**** Exercise material

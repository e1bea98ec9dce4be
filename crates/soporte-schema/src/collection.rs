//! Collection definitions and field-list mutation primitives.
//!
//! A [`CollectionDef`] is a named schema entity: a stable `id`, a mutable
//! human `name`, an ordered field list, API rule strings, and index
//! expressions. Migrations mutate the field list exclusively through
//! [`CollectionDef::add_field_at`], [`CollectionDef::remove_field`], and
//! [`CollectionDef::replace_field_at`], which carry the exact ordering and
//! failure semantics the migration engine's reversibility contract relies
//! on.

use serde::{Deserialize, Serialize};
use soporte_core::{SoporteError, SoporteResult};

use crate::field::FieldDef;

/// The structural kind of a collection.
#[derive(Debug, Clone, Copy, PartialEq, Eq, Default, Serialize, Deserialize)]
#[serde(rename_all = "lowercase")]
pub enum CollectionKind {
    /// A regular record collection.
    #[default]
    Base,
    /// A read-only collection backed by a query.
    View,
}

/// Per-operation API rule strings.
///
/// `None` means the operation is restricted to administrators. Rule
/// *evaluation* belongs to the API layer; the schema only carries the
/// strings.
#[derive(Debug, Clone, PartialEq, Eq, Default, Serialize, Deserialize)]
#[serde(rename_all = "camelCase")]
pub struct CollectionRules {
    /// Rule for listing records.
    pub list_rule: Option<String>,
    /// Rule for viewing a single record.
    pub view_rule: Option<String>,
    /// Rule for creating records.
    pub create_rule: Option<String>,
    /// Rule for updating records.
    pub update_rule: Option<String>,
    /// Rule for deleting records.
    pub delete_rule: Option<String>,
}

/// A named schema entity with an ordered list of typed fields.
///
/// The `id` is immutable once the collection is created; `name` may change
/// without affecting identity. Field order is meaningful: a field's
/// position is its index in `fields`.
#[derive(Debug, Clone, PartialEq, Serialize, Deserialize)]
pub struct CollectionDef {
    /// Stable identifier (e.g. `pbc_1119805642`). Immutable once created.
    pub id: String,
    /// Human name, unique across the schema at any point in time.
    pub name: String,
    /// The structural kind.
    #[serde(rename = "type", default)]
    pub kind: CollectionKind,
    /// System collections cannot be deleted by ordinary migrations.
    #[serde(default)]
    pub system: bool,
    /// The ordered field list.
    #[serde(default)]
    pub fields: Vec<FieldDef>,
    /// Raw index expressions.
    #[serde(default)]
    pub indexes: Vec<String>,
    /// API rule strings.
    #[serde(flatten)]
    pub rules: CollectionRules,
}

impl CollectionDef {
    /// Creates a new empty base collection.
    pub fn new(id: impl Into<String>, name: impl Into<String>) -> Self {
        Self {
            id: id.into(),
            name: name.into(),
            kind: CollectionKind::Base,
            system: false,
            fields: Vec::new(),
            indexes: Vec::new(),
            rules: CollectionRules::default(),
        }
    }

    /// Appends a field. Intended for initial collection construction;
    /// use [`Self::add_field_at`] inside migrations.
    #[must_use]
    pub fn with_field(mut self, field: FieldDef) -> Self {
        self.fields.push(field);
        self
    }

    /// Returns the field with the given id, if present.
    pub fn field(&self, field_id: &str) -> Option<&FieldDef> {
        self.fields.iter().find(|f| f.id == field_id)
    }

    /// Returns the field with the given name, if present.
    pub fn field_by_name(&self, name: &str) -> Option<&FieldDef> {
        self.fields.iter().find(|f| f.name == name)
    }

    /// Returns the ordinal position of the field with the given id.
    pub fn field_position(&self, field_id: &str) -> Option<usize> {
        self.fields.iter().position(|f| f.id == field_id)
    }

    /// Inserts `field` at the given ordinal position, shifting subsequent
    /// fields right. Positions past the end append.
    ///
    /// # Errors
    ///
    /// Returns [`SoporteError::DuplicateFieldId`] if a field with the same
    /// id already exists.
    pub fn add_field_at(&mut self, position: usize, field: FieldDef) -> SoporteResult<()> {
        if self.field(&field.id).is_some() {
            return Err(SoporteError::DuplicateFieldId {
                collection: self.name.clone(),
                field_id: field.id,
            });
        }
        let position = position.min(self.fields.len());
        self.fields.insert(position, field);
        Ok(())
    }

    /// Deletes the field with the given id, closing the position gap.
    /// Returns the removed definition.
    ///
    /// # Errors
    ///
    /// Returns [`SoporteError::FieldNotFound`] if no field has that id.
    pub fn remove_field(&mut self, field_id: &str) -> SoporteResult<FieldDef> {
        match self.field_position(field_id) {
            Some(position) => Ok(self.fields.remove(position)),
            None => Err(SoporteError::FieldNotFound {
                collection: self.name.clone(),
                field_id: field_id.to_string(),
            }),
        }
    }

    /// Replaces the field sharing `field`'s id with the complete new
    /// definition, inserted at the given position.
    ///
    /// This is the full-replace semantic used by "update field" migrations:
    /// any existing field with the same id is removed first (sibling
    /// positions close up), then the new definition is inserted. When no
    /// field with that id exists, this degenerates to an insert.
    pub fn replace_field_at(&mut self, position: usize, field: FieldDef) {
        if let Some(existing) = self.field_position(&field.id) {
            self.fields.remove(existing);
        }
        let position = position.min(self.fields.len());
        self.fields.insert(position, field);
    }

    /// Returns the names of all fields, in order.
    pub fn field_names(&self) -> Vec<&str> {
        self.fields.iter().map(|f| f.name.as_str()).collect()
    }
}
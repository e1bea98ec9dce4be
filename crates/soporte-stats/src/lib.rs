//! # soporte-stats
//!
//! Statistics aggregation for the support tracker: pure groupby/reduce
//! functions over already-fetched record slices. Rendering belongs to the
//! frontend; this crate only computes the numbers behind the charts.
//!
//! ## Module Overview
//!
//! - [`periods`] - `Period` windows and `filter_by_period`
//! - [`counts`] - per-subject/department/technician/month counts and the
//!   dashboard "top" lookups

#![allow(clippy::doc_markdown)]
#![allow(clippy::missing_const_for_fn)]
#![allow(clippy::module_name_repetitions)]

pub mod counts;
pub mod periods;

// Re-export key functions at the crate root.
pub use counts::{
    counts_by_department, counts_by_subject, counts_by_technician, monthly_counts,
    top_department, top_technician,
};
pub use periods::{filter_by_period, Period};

********
**** Exercise material

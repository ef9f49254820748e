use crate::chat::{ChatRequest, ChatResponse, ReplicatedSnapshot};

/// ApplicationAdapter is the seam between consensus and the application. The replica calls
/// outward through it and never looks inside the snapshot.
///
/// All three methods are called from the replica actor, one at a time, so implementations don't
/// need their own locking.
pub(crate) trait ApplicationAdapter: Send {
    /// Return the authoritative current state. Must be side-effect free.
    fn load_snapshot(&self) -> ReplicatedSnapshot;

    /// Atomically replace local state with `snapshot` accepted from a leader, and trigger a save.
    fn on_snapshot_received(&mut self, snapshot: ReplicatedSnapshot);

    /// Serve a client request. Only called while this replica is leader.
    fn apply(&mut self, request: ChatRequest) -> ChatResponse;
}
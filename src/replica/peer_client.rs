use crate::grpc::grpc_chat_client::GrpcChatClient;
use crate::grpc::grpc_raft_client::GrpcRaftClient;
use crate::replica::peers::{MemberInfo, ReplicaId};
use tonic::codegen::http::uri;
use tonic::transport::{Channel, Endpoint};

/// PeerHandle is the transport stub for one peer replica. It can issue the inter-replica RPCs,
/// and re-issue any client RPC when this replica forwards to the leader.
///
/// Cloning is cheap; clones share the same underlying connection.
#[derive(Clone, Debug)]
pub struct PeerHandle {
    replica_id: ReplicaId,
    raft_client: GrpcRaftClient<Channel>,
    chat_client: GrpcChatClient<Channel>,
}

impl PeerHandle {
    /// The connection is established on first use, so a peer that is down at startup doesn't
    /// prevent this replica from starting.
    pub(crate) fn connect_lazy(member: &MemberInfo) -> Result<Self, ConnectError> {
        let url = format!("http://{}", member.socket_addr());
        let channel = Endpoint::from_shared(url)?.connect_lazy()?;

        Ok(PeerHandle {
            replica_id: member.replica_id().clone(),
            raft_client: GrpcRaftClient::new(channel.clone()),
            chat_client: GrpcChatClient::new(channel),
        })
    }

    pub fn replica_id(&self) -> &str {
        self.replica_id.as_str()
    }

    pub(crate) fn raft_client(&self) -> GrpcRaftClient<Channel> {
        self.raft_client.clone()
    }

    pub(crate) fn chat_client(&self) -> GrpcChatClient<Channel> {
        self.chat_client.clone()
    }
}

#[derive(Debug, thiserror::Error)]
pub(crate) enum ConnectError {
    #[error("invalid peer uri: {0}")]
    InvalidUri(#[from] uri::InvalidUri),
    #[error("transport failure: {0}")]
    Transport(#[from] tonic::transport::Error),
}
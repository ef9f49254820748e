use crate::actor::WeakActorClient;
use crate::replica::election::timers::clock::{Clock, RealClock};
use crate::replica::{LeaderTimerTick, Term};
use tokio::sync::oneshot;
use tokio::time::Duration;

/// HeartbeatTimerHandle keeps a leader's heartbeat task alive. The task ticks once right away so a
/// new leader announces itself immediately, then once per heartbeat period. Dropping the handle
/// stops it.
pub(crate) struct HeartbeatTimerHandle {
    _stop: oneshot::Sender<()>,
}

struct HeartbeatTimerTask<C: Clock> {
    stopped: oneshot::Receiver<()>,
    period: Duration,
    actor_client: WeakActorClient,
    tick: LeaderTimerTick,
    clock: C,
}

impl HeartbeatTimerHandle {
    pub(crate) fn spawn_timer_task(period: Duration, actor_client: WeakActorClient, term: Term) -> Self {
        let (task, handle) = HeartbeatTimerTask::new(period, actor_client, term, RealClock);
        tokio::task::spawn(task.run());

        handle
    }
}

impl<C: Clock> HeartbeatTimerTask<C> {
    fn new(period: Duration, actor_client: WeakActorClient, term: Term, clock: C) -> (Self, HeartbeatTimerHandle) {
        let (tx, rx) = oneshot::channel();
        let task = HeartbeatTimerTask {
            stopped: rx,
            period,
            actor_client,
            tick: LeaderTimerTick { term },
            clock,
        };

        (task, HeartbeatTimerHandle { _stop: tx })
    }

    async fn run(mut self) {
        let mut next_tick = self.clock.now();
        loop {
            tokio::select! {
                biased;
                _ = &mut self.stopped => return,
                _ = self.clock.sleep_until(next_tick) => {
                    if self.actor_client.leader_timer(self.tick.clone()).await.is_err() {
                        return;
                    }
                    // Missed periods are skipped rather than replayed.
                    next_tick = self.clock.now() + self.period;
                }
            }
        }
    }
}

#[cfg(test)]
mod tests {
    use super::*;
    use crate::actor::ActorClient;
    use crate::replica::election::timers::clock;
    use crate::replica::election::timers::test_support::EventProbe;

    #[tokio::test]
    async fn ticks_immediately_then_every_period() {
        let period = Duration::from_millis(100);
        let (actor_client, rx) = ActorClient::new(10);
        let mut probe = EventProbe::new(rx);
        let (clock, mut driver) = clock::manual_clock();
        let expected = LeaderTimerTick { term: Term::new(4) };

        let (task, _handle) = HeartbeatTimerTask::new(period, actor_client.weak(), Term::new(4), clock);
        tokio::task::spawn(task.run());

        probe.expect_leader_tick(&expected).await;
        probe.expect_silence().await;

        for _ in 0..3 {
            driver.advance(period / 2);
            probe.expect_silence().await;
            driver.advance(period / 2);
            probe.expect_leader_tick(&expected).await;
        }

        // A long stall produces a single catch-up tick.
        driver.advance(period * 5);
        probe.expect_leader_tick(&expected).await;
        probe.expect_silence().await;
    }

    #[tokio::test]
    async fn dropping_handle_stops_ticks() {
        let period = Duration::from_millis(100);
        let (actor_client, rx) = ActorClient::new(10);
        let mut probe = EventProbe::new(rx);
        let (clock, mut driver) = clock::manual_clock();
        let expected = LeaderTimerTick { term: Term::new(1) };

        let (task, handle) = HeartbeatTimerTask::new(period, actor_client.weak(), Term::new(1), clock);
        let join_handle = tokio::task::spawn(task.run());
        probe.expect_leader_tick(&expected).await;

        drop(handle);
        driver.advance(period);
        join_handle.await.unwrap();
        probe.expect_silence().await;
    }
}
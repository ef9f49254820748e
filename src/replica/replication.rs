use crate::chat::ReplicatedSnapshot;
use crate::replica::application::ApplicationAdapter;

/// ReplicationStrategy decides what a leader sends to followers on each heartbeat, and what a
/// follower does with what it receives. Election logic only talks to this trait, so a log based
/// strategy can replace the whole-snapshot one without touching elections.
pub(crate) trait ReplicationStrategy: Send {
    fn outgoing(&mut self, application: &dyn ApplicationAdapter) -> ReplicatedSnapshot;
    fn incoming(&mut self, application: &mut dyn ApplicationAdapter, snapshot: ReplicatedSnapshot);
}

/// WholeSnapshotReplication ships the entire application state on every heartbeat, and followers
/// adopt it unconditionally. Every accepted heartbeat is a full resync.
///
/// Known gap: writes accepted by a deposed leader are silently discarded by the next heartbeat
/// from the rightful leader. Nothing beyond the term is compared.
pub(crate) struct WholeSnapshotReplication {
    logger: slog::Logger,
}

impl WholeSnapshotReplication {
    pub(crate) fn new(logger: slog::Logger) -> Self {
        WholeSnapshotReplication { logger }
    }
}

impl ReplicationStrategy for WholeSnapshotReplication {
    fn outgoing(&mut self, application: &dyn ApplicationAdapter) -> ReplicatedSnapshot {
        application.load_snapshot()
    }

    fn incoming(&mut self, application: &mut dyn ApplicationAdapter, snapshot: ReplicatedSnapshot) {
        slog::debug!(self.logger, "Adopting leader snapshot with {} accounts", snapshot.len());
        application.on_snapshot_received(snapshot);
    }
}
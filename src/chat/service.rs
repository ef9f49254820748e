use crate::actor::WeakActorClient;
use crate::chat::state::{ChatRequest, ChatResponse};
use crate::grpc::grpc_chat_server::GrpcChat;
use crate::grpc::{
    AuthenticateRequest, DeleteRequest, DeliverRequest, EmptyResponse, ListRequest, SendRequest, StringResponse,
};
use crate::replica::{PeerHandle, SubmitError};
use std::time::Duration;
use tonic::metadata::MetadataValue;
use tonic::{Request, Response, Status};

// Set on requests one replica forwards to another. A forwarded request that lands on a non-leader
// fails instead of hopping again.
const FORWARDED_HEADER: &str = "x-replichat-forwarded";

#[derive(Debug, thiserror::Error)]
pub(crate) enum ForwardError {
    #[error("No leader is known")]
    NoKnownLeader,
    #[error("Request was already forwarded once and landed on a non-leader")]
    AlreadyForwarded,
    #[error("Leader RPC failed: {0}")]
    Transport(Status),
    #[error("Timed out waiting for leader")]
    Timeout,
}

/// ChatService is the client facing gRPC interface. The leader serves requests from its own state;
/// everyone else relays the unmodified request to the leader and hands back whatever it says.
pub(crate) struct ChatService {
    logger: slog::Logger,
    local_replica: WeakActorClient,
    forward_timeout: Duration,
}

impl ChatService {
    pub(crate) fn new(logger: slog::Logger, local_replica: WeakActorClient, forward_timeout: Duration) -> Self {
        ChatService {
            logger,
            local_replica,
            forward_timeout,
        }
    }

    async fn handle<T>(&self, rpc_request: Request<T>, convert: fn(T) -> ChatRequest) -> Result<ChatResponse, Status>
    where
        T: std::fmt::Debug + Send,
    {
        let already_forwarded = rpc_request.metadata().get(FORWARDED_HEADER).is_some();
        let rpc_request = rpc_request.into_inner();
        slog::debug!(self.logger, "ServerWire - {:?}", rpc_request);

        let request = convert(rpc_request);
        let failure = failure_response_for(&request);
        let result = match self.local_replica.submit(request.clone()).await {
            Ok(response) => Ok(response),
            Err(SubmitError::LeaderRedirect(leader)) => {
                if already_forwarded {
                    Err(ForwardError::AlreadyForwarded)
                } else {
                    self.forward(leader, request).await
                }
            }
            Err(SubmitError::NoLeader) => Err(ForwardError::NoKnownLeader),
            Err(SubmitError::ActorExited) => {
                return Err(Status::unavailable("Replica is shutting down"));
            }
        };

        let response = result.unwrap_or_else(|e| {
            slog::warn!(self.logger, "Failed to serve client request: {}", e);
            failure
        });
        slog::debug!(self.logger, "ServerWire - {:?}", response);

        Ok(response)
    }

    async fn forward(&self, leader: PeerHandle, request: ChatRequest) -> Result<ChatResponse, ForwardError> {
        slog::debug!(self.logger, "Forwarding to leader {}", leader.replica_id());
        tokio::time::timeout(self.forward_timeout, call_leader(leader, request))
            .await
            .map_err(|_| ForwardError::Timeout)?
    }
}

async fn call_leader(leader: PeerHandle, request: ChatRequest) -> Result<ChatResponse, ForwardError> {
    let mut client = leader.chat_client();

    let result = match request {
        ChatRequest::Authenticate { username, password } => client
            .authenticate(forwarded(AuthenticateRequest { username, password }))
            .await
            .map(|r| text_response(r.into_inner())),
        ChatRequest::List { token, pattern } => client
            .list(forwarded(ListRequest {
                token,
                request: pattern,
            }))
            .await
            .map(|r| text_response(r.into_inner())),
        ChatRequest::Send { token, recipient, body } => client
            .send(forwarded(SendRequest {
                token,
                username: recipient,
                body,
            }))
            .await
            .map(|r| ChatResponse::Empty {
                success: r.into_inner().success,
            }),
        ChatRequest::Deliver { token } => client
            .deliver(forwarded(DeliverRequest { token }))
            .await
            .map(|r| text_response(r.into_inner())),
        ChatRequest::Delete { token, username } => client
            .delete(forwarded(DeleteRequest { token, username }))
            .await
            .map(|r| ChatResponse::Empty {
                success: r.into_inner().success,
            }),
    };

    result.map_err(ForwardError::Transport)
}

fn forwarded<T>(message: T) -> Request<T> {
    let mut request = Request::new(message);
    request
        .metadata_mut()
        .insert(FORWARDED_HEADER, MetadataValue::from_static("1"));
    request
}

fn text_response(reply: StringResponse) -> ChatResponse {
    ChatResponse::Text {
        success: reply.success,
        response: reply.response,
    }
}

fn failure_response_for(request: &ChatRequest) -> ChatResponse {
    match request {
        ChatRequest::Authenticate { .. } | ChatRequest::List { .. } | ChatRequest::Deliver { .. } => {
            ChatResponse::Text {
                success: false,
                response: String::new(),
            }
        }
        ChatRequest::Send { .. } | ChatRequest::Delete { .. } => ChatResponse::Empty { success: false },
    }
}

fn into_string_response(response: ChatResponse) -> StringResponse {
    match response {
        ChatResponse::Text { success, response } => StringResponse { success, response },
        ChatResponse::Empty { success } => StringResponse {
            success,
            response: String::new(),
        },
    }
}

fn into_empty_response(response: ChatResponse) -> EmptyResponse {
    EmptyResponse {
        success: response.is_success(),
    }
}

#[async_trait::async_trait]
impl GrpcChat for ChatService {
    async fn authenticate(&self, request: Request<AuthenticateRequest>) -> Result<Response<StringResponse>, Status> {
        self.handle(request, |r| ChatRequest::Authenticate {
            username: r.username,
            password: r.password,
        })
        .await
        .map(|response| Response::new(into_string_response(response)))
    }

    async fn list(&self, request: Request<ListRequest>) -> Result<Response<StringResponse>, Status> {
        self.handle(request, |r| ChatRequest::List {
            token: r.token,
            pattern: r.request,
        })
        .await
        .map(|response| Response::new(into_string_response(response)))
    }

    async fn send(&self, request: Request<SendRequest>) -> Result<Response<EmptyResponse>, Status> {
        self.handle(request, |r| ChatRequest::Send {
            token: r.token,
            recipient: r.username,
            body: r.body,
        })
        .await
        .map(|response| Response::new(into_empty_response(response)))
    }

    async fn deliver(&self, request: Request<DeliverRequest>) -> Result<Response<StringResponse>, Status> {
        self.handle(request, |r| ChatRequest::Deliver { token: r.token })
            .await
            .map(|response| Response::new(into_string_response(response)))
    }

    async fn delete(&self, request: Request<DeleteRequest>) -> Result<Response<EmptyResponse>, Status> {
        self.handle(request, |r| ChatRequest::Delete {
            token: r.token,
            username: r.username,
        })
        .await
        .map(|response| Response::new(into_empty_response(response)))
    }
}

********

What you are asked to do » Once you reach the line with "out waiting for" in the data above, copy it and every line after it exactly, up to and including the line with "let failure = failure_response_for(&request);".

Your solution »
    #[error("Timed out waiting for leader")]
    Timeout,
}

/// ChatService is the client facing gRPC interface. The leader serves requests from its own state;
/// everyone else relays the unmodified request to the leader and hands back whatever it says.
pub(crate) struct ChatService {
    logger: slog::Logger,
    local_replica: WeakActorClient,
    forward_timeout: Duration,
}

impl ChatService {
    pub(crate) fn new(logger: slog::Logger, local_replica: WeakActorClient, forward_timeout: Duration) -> Self {
        ChatService {
            logger,
            local_replica,
            forward_timeout,
        }
    }

    async fn handle<T>(&self, rpc_request: Request<T>, convert: fn(T) -> ChatRequest) -> Result<ChatResponse, Status>
    where
        T: std::fmt::Debug + Send,
    {
        let already_forwarded = rpc_request.metadata().get(FORWARDED_HEADER).is_some();
        let rpc_request = rpc_request.into_inner();
        slog::debug!(self.logger, "ServerWire - {:?}", rpc_request);

        let request = convert(rpc_request);
        let failure = failure_response_for(&request);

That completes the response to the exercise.